§ **EXERCISE BRIEF**:
All lines below containing "MalformedJson" are to be listed.

======== PROVIDED DATA

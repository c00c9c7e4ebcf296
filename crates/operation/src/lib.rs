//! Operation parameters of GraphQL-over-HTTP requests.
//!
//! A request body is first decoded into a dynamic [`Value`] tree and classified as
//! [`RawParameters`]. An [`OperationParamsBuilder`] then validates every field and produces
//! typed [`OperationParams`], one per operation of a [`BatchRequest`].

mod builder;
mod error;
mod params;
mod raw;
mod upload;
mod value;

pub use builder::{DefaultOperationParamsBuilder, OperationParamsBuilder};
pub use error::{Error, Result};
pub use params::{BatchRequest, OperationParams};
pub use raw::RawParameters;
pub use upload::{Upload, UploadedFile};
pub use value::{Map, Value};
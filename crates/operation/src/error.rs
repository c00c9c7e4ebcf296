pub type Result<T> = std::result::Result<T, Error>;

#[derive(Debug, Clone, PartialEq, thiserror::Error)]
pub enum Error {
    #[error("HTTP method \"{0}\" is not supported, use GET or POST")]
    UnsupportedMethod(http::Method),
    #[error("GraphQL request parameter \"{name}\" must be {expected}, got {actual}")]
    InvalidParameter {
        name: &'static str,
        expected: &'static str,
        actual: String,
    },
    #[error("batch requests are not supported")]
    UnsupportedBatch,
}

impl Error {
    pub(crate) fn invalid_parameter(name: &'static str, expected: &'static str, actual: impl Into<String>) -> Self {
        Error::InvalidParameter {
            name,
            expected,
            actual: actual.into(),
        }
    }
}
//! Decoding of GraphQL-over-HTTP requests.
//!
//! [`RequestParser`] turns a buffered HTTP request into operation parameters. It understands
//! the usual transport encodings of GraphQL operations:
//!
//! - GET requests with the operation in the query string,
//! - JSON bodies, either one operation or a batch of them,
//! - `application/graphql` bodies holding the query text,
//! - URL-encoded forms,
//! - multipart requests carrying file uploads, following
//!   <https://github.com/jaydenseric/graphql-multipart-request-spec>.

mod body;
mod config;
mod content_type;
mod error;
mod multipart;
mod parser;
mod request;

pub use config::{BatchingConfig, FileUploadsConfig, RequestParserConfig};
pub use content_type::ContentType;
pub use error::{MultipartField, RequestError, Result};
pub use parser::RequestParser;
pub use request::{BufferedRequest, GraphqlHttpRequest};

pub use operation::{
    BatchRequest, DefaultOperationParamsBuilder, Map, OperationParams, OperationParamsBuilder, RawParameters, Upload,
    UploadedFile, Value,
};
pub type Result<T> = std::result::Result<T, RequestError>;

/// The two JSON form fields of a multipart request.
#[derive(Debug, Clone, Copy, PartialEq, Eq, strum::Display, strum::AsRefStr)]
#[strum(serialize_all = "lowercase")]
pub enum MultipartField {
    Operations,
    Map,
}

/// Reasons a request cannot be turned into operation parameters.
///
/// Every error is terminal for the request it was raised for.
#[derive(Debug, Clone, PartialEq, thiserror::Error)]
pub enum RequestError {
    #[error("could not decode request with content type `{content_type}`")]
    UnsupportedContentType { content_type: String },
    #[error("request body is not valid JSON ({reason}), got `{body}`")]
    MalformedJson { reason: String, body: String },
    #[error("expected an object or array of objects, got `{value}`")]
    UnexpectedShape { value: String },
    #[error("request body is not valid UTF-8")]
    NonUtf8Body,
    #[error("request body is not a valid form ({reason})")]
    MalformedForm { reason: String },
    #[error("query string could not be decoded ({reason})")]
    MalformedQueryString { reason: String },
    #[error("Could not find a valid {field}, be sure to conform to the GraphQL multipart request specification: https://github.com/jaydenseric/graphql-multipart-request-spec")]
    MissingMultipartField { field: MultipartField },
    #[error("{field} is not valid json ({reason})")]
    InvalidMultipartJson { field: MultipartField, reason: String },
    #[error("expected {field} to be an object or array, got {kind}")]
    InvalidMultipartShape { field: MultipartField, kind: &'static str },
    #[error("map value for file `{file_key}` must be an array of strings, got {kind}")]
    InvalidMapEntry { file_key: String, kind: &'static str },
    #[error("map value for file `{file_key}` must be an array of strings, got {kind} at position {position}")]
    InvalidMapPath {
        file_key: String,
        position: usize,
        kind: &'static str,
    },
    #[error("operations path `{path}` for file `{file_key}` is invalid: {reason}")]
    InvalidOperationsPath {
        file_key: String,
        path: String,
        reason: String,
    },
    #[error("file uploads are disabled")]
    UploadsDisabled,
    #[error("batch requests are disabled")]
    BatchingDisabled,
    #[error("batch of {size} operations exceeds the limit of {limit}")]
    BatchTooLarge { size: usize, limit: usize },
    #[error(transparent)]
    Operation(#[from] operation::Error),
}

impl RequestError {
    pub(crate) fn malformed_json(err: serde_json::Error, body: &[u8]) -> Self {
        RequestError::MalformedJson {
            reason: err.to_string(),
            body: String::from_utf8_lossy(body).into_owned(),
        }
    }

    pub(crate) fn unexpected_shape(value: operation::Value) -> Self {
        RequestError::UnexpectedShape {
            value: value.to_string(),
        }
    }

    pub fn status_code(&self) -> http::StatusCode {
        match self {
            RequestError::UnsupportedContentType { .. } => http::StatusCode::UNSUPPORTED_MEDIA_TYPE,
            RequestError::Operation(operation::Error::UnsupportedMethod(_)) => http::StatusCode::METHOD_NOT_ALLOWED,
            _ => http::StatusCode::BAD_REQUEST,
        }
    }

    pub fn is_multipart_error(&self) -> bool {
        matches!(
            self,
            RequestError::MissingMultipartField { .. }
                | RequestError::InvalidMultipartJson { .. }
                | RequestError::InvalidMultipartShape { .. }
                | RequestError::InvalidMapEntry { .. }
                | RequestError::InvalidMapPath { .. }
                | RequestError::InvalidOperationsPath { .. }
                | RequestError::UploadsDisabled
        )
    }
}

================
======== PROVIDED DATA

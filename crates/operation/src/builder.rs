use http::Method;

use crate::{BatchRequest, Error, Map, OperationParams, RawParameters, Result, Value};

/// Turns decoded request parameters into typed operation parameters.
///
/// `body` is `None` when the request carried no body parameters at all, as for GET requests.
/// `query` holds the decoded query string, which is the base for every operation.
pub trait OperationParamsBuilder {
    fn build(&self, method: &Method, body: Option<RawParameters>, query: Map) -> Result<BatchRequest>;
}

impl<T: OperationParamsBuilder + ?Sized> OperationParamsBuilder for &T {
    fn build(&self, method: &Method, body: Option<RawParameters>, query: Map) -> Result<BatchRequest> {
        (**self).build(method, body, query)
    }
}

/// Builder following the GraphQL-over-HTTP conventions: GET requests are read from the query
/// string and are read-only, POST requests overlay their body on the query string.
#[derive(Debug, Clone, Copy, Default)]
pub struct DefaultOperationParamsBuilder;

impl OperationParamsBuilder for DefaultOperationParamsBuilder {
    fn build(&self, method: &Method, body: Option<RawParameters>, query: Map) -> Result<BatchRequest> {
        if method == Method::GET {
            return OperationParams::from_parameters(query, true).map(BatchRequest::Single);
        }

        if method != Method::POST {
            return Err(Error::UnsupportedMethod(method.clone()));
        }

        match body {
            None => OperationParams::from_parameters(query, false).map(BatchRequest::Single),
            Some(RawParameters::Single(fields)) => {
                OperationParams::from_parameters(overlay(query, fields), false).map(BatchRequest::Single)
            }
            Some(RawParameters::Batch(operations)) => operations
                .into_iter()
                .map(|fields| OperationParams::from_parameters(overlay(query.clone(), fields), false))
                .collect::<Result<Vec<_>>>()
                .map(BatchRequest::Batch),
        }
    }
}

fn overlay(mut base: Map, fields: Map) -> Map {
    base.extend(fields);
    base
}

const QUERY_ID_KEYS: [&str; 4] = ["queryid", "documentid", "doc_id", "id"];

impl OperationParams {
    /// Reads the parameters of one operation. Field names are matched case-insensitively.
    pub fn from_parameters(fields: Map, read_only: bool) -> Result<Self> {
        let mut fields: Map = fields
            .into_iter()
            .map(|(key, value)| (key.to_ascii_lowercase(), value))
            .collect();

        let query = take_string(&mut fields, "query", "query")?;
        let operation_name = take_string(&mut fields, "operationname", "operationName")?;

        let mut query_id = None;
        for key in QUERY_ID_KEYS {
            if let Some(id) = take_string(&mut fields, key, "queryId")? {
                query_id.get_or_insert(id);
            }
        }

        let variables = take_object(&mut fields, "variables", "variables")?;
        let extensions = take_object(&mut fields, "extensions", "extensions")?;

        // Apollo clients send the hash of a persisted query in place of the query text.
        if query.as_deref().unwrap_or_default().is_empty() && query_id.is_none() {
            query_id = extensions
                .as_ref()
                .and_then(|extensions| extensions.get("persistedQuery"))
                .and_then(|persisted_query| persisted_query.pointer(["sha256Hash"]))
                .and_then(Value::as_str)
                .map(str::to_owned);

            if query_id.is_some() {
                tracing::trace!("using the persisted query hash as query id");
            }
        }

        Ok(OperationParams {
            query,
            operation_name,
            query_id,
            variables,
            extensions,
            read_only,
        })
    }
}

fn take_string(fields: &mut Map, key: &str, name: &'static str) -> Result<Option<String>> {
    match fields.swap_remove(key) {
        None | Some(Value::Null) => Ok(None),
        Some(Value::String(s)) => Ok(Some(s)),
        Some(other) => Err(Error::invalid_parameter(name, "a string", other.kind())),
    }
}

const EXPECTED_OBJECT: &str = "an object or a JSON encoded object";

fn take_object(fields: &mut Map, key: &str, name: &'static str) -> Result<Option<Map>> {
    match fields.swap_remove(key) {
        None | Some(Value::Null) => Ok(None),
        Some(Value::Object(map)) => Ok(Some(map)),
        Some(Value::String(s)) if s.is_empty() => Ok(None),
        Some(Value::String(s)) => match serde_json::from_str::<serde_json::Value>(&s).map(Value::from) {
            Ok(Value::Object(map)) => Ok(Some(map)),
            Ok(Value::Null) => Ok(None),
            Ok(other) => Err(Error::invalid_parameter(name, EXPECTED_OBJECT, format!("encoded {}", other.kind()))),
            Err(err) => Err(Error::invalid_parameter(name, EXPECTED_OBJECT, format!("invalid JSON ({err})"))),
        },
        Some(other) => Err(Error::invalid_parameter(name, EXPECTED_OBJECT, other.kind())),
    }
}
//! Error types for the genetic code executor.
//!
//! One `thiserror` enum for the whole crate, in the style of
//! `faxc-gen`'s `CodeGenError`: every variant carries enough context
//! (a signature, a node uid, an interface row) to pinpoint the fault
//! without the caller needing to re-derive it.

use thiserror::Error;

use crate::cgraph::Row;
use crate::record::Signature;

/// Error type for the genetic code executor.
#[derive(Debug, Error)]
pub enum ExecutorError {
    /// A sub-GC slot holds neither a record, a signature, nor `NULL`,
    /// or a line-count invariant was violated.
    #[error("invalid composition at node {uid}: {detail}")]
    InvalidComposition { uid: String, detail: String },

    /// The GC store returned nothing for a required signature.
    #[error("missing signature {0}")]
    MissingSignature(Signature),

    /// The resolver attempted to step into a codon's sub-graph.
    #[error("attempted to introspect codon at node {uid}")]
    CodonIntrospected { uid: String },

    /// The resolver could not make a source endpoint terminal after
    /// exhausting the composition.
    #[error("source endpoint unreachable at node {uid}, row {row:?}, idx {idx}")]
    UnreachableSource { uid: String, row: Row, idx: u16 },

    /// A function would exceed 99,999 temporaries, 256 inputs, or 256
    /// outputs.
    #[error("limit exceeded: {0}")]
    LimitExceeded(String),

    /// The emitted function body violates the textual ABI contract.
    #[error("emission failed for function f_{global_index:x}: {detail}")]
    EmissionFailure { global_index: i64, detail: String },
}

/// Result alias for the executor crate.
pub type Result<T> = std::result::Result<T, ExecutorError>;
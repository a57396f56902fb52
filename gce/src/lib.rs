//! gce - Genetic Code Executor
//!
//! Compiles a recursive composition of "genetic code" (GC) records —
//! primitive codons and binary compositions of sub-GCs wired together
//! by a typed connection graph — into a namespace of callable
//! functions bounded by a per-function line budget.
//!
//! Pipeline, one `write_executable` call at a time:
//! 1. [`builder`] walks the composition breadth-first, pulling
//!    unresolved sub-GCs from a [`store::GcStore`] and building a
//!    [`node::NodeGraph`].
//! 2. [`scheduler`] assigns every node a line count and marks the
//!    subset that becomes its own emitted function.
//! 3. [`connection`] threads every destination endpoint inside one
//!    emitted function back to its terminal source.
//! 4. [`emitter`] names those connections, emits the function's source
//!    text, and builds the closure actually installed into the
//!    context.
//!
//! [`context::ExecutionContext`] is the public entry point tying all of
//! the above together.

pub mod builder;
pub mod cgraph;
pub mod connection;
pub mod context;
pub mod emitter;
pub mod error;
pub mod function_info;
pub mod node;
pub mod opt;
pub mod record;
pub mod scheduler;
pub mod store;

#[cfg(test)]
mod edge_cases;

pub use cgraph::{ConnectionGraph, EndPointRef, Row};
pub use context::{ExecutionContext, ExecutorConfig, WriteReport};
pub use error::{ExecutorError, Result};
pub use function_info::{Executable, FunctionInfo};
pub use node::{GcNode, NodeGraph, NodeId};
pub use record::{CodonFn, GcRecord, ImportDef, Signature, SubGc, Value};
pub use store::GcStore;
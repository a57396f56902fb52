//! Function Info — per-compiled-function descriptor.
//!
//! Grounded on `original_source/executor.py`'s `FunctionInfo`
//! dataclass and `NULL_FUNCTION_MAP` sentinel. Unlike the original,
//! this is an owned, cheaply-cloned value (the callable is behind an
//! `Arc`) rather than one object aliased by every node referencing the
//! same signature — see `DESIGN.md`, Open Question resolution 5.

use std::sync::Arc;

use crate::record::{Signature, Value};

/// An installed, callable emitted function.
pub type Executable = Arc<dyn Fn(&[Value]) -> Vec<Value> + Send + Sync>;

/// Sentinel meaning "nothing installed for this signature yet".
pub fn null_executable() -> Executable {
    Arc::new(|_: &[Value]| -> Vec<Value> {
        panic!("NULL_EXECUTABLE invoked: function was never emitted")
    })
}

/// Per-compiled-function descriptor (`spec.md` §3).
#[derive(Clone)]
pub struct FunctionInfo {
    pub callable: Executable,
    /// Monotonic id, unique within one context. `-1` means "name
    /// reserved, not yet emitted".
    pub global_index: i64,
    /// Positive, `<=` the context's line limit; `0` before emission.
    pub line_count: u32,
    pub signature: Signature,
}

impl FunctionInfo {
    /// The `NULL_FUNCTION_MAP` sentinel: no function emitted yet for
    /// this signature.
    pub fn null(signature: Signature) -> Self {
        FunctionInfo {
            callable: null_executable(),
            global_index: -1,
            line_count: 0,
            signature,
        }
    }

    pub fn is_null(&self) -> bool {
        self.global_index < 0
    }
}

================

§ **WRITTEN ANSWER**:
    MalformedJson { reason: String, body: String },
        RequestError::MalformedJson {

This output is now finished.